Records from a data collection
____________
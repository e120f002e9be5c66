use crate::cache::CacheSnapshot;
use crate::traits::SnapshotMirror;
use crate::types::{AggregatorError, Result};
use async_trait::async_trait;
use chrono::Utc;
use sqlx::postgres::{PgPool, PgPoolOptions};
use sqlx::types::Json;
use std::time::Duration;
use tracing::info;

/// Write-through copy of published snapshots in PostgreSQL, stored as
/// key → JSONB with an expiry. Nothing reads it back for correctness.
pub struct PgSnapshotMirror {
    pool: PgPool,
}

impl PgSnapshotMirror {
    pub async fn connect(database_url: &str) -> Result<Self> {
        let pool = PgPoolOptions::new()
            .max_connections(2)
            .acquire_timeout(Duration::from_secs(5))
            .connect(database_url)
            .await?;

        let mirror = Self { pool };
        mirror.ensure_schema().await?;
        info!("Snapshot mirror connected");
        Ok(mirror)
    }

    async fn ensure_schema(&self) -> Result<()> {
        sqlx::query(
            r#"
            CREATE TABLE IF NOT EXISTS snapshot_mirror (
                key TEXT PRIMARY KEY,
                value JSONB NOT NULL,
                expires_at TIMESTAMPTZ NOT NULL
            )
            "#,
        )
        .execute(&self.pool)
        .await?;
        Ok(())
    }
}

#[async_trait]
impl SnapshotMirror for PgSnapshotMirror {
    async fn store(&self, key: &str, snapshot: &CacheSnapshot, ttl: Duration) -> Result<()> {
        let ttl = chrono::Duration::from_std(ttl)
            .map_err(|e| AggregatorError::Mirror(format!("invalid ttl: {}", e)))?;
        let expires_at = Utc::now() + ttl;

        sqlx::query(
            r#"
            INSERT INTO snapshot_mirror (key, value, expires_at)
            VALUES ($1, $2, $3)
            ON CONFLICT (key) DO UPDATE SET
                value = EXCLUDED.value,
                expires_at = EXCLUDED.expires_at
            "#,
        )
        .bind(key)
        .bind(Json(snapshot))
        .bind(expires_at)
        .execute(&self.pool)
        .await
        .map_err(|e| AggregatorError::Mirror(e.to_string()))?;

        sqlx::query("DELETE FROM snapshot_mirror WHERE expires_at < NOW()")
            .execute(&self.pool)
            .await
            .map_err(|e| AggregatorError::Mirror(e.to_string()))?;

        Ok(())
    }
}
____________
* TASK DIRECTIONS
Write out the entries verbatim, all of them.

* YOUR SOLUTION
repository e120f002e9be5c66
use crate::cache::CacheSnapshot;
use crate::traits::SnapshotMirror;
use crate::types::{AggregatorError, Result};
use async_trait::async_trait;
use chrono::Utc;
use sqlx::postgres::{PgPool, PgPoolOptions};
use sqlx::types::Json;
use std::time::Duration;
use tracing::info;

/// Write-through copy of published snapshots in PostgreSQL, stored as
/// key → JSONB with an expiry. Nothing reads it back for correctness.
pub struct PgSnapshotMirror {
    pool: PgPool,
}

impl PgSnapshotMirror {
    pub async fn connect(database_url: &str) -> Result<Self> {
        let pool = PgPoolOptions::new()
            .max_connections(2)
            .acquire_timeout(Duration::from_secs(5))
            .connect(database_url)
            .await?;

        let mirror = Self { pool };
        mirror.ensure_schema().await?;
        info!("Snapshot mirror connected");
        Ok(mirror)
    }

    async fn ensure_schema(&self) -> Result<()> {
        sqlx::query(
            r#"
            CREATE TABLE IF NOT EXISTS snapshot_mirror (
                key TEXT PRIMARY KEY,
                value JSONB NOT NULL,
                expires_at TIMESTAMPTZ NOT NULL
            )
            "#,
        )
        .execute(&self.pool)
        .await?;
        Ok(())
    }
}

#[async_trait]
impl SnapshotMirror for PgSnapshotMirror {
    async fn store(&self, key: &str, snapshot: &CacheSnapshot, ttl: Duration) -> Result<()> {
        let ttl = chrono::Duration::from_std(ttl)
            .map_err(|e| AggregatorError::Mirror(format!("invalid ttl: {}", e)))?;
        let expires_at = Utc::now() + ttl;

        sqlx::query(
            r#"
            INSERT INTO snapshot_mirror (key, value, expires_at)
            VALUES ($1, $2, $3)
            ON CONFLICT (key) DO UPDATE SET
                value = EXCLUDED.value,
                expires_at = EXCLUDED.expires_at
            "#,
        )
        .bind(key)
        .bind(Json(snapshot))
        .bind(expires_at)
        .execute(&self.pool)
        .await
        .map_err(|e| AggregatorError::Mirror(e.to_string()))?;

        sqlx::query("DELETE FROM snapshot_mirror WHERE expires_at < NOW()")
            .execute(&self.pool)
            .await
            .map_err(|e| AggregatorError::Mirror(e.to_string()))?;

        Ok(())
    }
}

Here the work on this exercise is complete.